In particular, if we solve the approximation where we ignore that pesky exponential function and equally ignore the integrality of $N$, we get $$\tilde{q}(x) = \frac{3 (4x-7)}{16(x-1)}.$$ If we were to solve $$\tilde{q}(x) = \frac{3(4x-7)}{16(x-1)} = p$$ for a non-integer value of $x$, we get $$x^* = \frac{21-16p}{12-16p} = \frac{19687}{4} = 4921.75.$$ This seems like a very good place to start hunting and pecking with $N^* = \lceil x^* \rceil = 4922.$ Let's first check $$\tilde{q}(N^*) = \frac{3 \cdot (4 \cdot 4922 -7)}{16 \cdot 4921} = \frac{59043}{78736} \approx 0.7498856939.....,$$ which is roughly $6 \times 10^{-9}$ larger than $p.$ Since $9 \cdot (-3)^{-N^*} \ll 10^{-9},$ we can confirm that $N^* = 4922$ is the smallest integer value such that if you fell asleep and randomly woke up to some wizardling ahead of you in line is being sorted to Graphindor then your probability of also getting sorted to Graphindor is $q(N) \gt p = \frac{1640}{2187}.$

Is that what squaring the circle means?

A pseudo-square has the following properties:

1. It is a simple, closed curve.
2. It has four sides, all the same length.
3. Each side is either a straight line segment or the arc of a circle.
4. The four sides are joined at four corners, with each corner having an internal angle of 90 degrees or 270 degrees.

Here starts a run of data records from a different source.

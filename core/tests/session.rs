mod common;

use annotate_core::api::{
    annotate_stdin, pipe, run_session, AnnotatedPipe, BoxedReader, ChildExit, ColorMode,
    CommandSession, PrefixSet, RunConfig, RunnerError, StreamTag, TtyState,
};
use async_trait::async_trait;
use common::CaptureSinks;
use pretty_assertions::assert_eq;
use tokio::io::{AsyncWriteExt, DuplexStream};
use tokio::task::JoinHandle;

/// A child simulated by a task writing into in-memory pipes.
struct ScriptedSession {
    stdout: Option<DuplexStream>,
    stderr: Option<DuplexStream>,
    task: Option<JoinHandle<i32>>,
    fail_wait: bool,
}

impl ScriptedSession {
    fn start(out: &[&[u8]], err: &[&[u8]], code: i32) -> Self {
        let out: Vec<Vec<u8>> = out.iter().map(|c| c.to_vec()).collect();
        let err: Vec<Vec<u8>> = err.iter().map(|c| c.to_vec()).collect();
        let (mut out_wr, out_rd) = tokio::io::duplex(256);
        let (mut err_wr, err_rd) = tokio::io::duplex(256);
        let task = tokio::spawn(async move {
            for i in 0..out.len().max(err.len()) {
                if let Some(o) = out.get(i) {
                    out_wr.write_all(o).await.unwrap();
                }
                if let Some(e) = err.get(i) {
                    err_wr.write_all(e).await.unwrap();
                }
            }
            code
        });
        Self {
            stdout: Some(out_rd),
            stderr: Some(err_rd),
            task: Some(task),
            fail_wait: false,
        }
    }
}

#[async_trait]
impl CommandSession for ScriptedSession {
    fn stdout(&mut self) -> Option<BoxedReader> {
        self.stdout.take().map(|s| Box::new(s) as BoxedReader)
    }

    fn stderr(&mut self) -> Option<BoxedReader> {
        self.stderr.take().map(|s| Box::new(s) as BoxedReader)
    }

    async fn wait(&mut self) -> std::io::Result<ChildExit> {
        let task = self.task.take().expect("wait called twice");
        let code = task.await.map_err(std::io::Error::other)?;
        if self.fail_wait {
            return Err(std::io::Error::other("wait failed"));
        }
        Ok(ChildExit::Code(code))
    }
}

fn prefixes() -> PrefixSet {
    PrefixSet::new("%0|%>| ", "job", ColorMode::Never, TtyState::default())
}

#[tokio::test]
async fn chunked_output_keeps_per_stream_order() {
    let sinks = CaptureSinks::default();
    let session = ScriptedSession::start(
        &[b"a", b"1\na2\r\n", b"a3\ra", b"4"],
        &[b"e1\n", b"", b"e2\n"],
        3,
    );

    let exit = run_session(session, &RunConfig::default(), prefixes(), &sinks)
        .await
        .unwrap();

    assert_eq!(exit, ChildExit::Code(3));
    assert_eq!(
        sinks.stdout.contents(),
        "job|O| a1\njob|O| a2\njob|O| a3\njob|O| a4\n"
    );
    assert_eq!(sinks.stderr.contents(), "job|E| e1\njob|E| e2\n");
}

#[tokio::test]
async fn wait_failure_still_flushes_buffered_output() {
    let sinks = CaptureSinks::default();
    let mut session = ScriptedSession::start(&[b"last words\n", b"no newline"], &[b"bye\n"], 0);
    session.fail_wait = true;

    let err = run_session(session, &RunConfig::default(), prefixes(), &sinks)
        .await
        .unwrap_err();

    assert!(matches!(err, RunnerError::Wait(_)));
    assert_eq!(
        sinks.stdout.contents(),
        "job|O| last words\njob|O| no newline\n"
    );
    assert_eq!(sinks.stderr.contents(), "job|E| bye\n");
}

#[tokio::test]
async fn stderr_only_skips_stdout_annotation() {
    let sinks = CaptureSinks::default();
    let session = ScriptedSession::start(&[b"out\n"], &[b"err\n"], 0);
    let cfg = RunConfig {
        only_stderr: true,
        ..RunConfig::default()
    };

    run_session(session, &cfg, prefixes(), &sinks).await.unwrap();

    assert_eq!(sinks.stdout.contents(), "");
    assert_eq!(sinks.stderr.contents(), "job|E| err\n");
}

#[tokio::test]
async fn piped_input_uses_pipe_name() {
    let sinks = CaptureSinks::default();
    let cfg = RunConfig {
        prefix: "%0 %> ".into(),
        color: ColorMode::Never,
        separator: Some("=".into()),
        ..RunConfig::default()
    };
    let mut input: &[u8] = b"one\ntwo";

    let lines = annotate_stdin(&mut input, &cfg, TtyState::default(), &sinks)
        .await
        .unwrap();

    assert_eq!(lines, 2);
    let rule = "=".repeat(80);
    assert_eq!(
        sinks.stdout.contents(),
        format!("> O {rule}\n> O one\n> O two\n> O {rule}\n")
    );
}

#[tokio::test]
async fn pipe_harness_feeds_a_capture_sink() {
    let sinks = CaptureSinks::default();
    let AnnotatedPipe { mut writer, task } = pipe(
        sinks.stdout.clone(),
        StreamTag::Stdin,
        |s: StreamTag| format!("{} ", s.letter()),
    );

    writer.write_all(b"x\r\ny\n").await.unwrap();
    drop(writer);

    assert_eq!(task.await.unwrap().unwrap(), 2);
    assert_eq!(sinks.stdout.contents(), "I x\nI y\n");
}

The pseudo-square pictured above has two straight sides, which run radially between arcs of two concentric circles. Assuming this is a unit pseudo-square (i.e., each side has length 1), what is its area?

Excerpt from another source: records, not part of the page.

//! Shared fixtures: a reactive mock of the realtime service and helpers that
//! build a synthesizer against it.

#![allow(dead_code)]

use std::collections::VecDeque;
use std::sync::Arc;
use std::time::Duration;

use base64::Engine;
use base64::engine::general_purpose::STANDARD as BASE64;
use futures::{SinkExt, StreamExt};
use serde_json::{Value, json};
use tokio::net::TcpListener;
use tokio::task::JoinHandle;
use tokio_tungstenite::accept_async;
use tokio_tungstenite::tungstenite::protocol::Message;

use roshi::config::{ServerConfig, StorageBackendKind};
use roshi::core::publisher::ResultPublisher;
use roshi::core::realtime::RealtimeConfig;
use roshi::core::storage::StorageBackend;
use roshi::core::synthesizer::SpeechSynthesizer;

/// What the mock says in answer to one `response.create`.
#[derive(Clone)]
pub struct TurnReply {
    pub pcm: Vec<u8>,
    pub transcript: String,
    pub status: &'static str,
    pub reason: Option<&'static str>,
}

impl TurnReply {
    pub fn completed(pcm: &[u8], transcript: &str) -> Self {
        Self {
            pcm: pcm.to_vec(),
            transcript: transcript.to_string(),
            status: "completed",
            reason: None,
        }
    }

    pub fn filtered() -> Self {
        Self {
            pcm: Vec::new(),
            transcript: String::new(),
            status: "incomplete",
            reason: Some("content_filter"),
        }
    }
}

pub struct RealtimeMock {
    pub url: String,
    handle: JoinHandle<Vec<Value>>,
}

impl RealtimeMock {
    /// Every client message received before the connection closed.
    pub async fn received(self) -> Vec<Value> {
        self.handle.await.expect("mock task panicked")
    }
}

/// Accept one connection; answer each `response.create` with the next reply.
pub async fn spawn_realtime_mock(replies: Vec<TurnReply>) -> RealtimeMock {
    let listener = TcpListener::bind("127.0.0.1:0").await.unwrap();
    let addr = listener.local_addr().unwrap();

    let handle = tokio::spawn(async move {
        let (stream, _) = listener.accept().await.unwrap();
        let mut ws = accept_async(stream).await.unwrap();
        let mut replies: VecDeque<TurnReply> = replies.into();
        let mut received = Vec::new();

        loop {
            let message = match tokio::time::timeout(Duration::from_secs(10), ws.next()).await {
                Ok(Some(Ok(message))) => message,
                _ => break,
            };
            let text = match message {
                Message::Text(text) => text,
                Message::Close(_) => break,
                _ => continue,
            };

            let event: Value = serde_json::from_str(text.as_str()).unwrap();
            let is_response_create = event["type"] == "response.create";
            received.push(event);
            if !is_response_create {
                continue;
            }

            let Some(reply) = replies.pop_front() else {
                break;
            };
            for event in reply_events(&reply) {
                if ws.send(Message::Text(event.to_string().into())).await.is_err() {
                    return received;
                }
            }
        }
        received
    });

    RealtimeMock {
        url: format!("ws://{addr}"),
        handle,
    }
}

fn reply_events(reply: &TurnReply) -> Vec<Value> {
    let mut events = vec![json!({"type": "response.created", "response": {"id": "resp"}})];
    if !reply.pcm.is_empty() {
        events.push(json!({"type": "response.audio.delta", "delta": BASE64.encode(&reply.pcm)}));
        events.push(json!({
            "type": "response.audio_transcript.done",
            "transcript": reply.transcript,
        }));
        events.push(json!({"type": "response.audio.done"}));
    }
    events.push(json!({
        "type": "response.done",
        "response": {
            "status": reply.status,
            "status_details": reply.reason.map(|r| json!({"type": reply.status, "reason": r})),
        }
    }));
    events
}

pub fn realtime_config(url: &str, warm_up_turn: bool) -> RealtimeConfig {
    RealtimeConfig {
        api_key: "sk-test".to_string(),
        url: url.to_string(),
        warm_up_turn,
        connect_timeout: Duration::from_secs(2),
        turn_timeout: Some(Duration::from_secs(5)),
        ..Default::default()
    }
}

pub fn synthesizer(
    url: &str,
    warm_up_turn: bool,
    storage: Arc<dyn StorageBackend>,
) -> SpeechSynthesizer {
    SpeechSynthesizer::new(
        realtime_config(url, warm_up_turn),
        ResultPublisher::new(storage, "audio/"),
    )
}

pub fn server_config(realtime_url: &str) -> ServerConfig {
    ServerConfig {
        host: "127.0.0.1".to_string(),
        port: 8080,
        app_version: "9.9.9".to_string(),
        environment: "test".to_string(),
        openai_api_key: Some("sk-test".to_string()),
        realtime_url: realtime_url.to_string(),
        realtime_model: RealtimeConfig::DEFAULT_MODEL.to_string(),
        default_voice: None,
        warm_up_turn: false,
        session_update: false,
        turn_timeout_seconds: Some(5),
        connect_timeout_seconds: 2,
        storage_backend: StorageBackendKind::Gcs,
        storage_bucket: Some("unused".to_string()),
        storage_prefix: "audio/".to_string(),
        audio_dir: std::env::temp_dir(),
        public_base_url: "http://localhost:8080".to_string(),
        google_credentials: None,
        gcp_project_id: None,
        secret_prefix: "roshi-server-env-vars".to_string(),
    }
}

As you can see, I've pre-doctored the image from the prompt with some parameters. Let $r$ be the radius of the smaller circle and let $\theta$ be the angle inscribed between the two straight line edges. From here, if the shape is a unit pseudo-square then the larger radius is $1+r,$ so we can find the formula for the area of the shape in terms of $r$ and $\theta,$ as $$A(r,\theta) = \pi r^2 + \frac{1}{2} \theta \left((1+r)^2 - r^2\right) = \pi r^2 + \frac{1}{2} \theta (1 + 2r).$$ That is all well and good, but we now have to find the particular value of $r$ and theta that allow for this shape to be unit pseudo-square. In particular, the length of the arc on the larger of the two concentric circles is $$\ell = \theta (1 + r).$$ The length of the other arc is $$\tilde{\ell} = (2\pi - \theta) r.$$ Since the shape is a unit pseudo-square we have the nonlinear system of equations \begin{align*} \theta ( 1 + r) &= 1 \\ (2\pi - \theta) r &= 1.\end{align*} By setting $\theta = (1 + r)^{-1}$ and plugging into the second equation we get $$\left(2\pi - \frac{1}{1+r}\right) r = 1,$$ which is equivalent to the quadratic equation $$2\pi r^2 + 2(\pi - 1) r - 1 = 0.$$ Thus, if the shape is a unit pseudo-square then the smaller radius $r$ is equal to $$r^* = \frac{1-\pi + \sqrt{1+\pi^2}}{2\pi}.$$

By plugging $\theta = (1+r)^{-1}$ into the area formula we get $A(r) = \pi r^2 + \frac{1+2r}{2(1+r)},$ so plugging in $r^*$ from above we get the area of the unit psuedo-square with two straight lines is \begin{align*}A^* = A(r^*) &= \pi \left( \frac{1-\pi + \sqrt{1+\pi^2}}{2\pi} \right)^2 + \frac{ 1 + 2 \frac{1-\pi + \sqrt{1+\pi^2}}{2\pi} }{2 \left( 1 + \frac{1-\pi + \sqrt{1+\pi^2}}{2\pi} \right)}\\ &= \frac{1+\sqrt{1+\pi^2}}{2\pi} \approx 0.683874197466......\end{align*}

Can you find a unit pseudo-square that has three curved sides and just one straight side? What is the area of your new unit pseudo-square?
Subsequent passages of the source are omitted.